Despite their enormous mouths and thousands of teeth, whale sharks are gentle giants swim at the speed of about 5km per hour.
They are docile creatures that feed on tiny micro-organisms, so they’re completely harmless to human beings.
Why is it unethical?
Unlike whale sharks in the wild, the whale sharks in Cebu have been domesticated as the fisherman who lived in the village had started feeding them regularly.
The sharks are lured to the coast to be fed shrimps.
This disrupts their feeding patterns and they may never leave the shores.
And because they are spending up to six hours feeding by the beach, they lose out on the key nutrients they gain from foraging naturally.
They get too familiar
What happens when they no longer swim away from or avoid boats?
They get hurt.
“Researchers have also reported that whale sharks now associate other non-tourist related boats with feeding, causing them to get injured when they come too close to motors and oars,” adventure travel and responsible tourism website dontforgettomove.com wrote.
As a result, whale sharks bump into the boats and have evidence of cuts and scarring.
It meddles with migration
Whale sharks are highly mobile animals, but if they’re not leaving the shores, a lot is at stake.
For example, it could alter their breeding habits and ultimately their reproduction.
The official conservation status for whale sharks is “vulnerable and declining.”
So if they decide never to leave and not reproduce, then Cebu, we have a problem.
No touchy feely!
The whale shark is a protected species in the Philippines and Under Republic Act 9147 (for the conservation and protection of wildlife resources and habitats).
Although strict rules and regulations have been put in place prohibiting visitors from interacting with the whale sharks, such as a 2-meter minimum distance, it hasn’t stopped them from making contact.

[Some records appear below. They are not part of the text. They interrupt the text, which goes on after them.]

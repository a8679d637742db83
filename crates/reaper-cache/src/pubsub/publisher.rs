//! Redis Pub/Sub publisher.
//!
//! Publishes serialized payloads to Redis channels. Used for handing deferred
//! deletion requests to the time bomb consumer.

use crate::pool::{RedisPool, RedisResult};
use async_trait::async_trait;
use reaper_core::{PayloadPublisher, PortError, PortResult};
use redis::AsyncCommands;

/// Redis Pub/Sub publisher
#[derive(Debug, Clone)]
pub struct Publisher {
    pool: RedisPool,
}

impl Publisher {
    /// Create a new publisher
    #[must_use]
    pub fn new(pool: RedisPool) -> Self {
        Self { pool }
    }

    /// Publish a raw message to a channel, returning the number of receivers
    pub async fn publish(&self, channel: &str, message: &str) -> RedisResult<u32> {
        let mut conn = self.pool.get().await?;

        let receivers: u32 = conn.publish(channel, message).await?;

        tracing::debug!(
            channel = %channel,
            receivers = receivers,
            "Published raw message"
        );

        Ok(receivers)
    }
}

#[async_trait]
impl PayloadPublisher for Publisher {
    async fn publish(&self, channel: &str, payload: &str) -> PortResult<()> {
        Publisher::publish(self, channel, payload)
            .await
            .map(|_| ())
            .map_err(|e| PortError::transport(e.to_string()))
    }
}
//! Configuration structs

mod app_config;

pub use app_config::{
    redact_url, AppConfig, AppSettings, ChannelConfig, ConfigError, Environment, RedisConfig,
    RelayConfig, SlackConfig,
};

For example, to get the “ultimate selfie” with one.
“In 89% of the events, the contact is initiated by one of the feeders that touches the mouth of the shark or places his foot in between the shark and the hull of the boat. This is usually to prevent the shark from bumping the boat, and pushing into it whilst it is getting fed,” dive-bohol.com wrote.

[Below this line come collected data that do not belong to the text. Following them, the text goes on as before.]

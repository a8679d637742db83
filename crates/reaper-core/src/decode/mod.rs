//! Payload decoder
//!
//! Turns a raw pub/sub payload into a [`ReactionEvent`]. Pure parse, no side effects.

mod wire;

use crate::entities::ReactionEvent;
use crate::error::DecodeError;

/// Decode a raw JSON payload into a reaction event.
///
/// Fails when the payload is not a JSON object of the envelope shape, or when
/// `event.type` is missing. Every other absent or `null` field decodes to its
/// empty default and is left for the classifier to reject.
pub fn decode(raw: &str) -> Result<ReactionEvent, DecodeError> {
    let envelope: wire::Envelope = serde_json::from_str(raw)?;
    ReactionEvent::try_from(envelope)
}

“The feeders have also been observed to occasionally stroke the sharks and push them away in an attempt to discourage the shark from feeding because they want to conserve the food for the next group of guests / next day.
There’s no doubt that the otherwise quiet fishing village of Tan-awan and its residents are seeing a profit as tourists flock to the island for whale shark watching activities, but it may have lasting adverse effects.
Considering they’re a vulnerable species, any risks should be taken very seriously.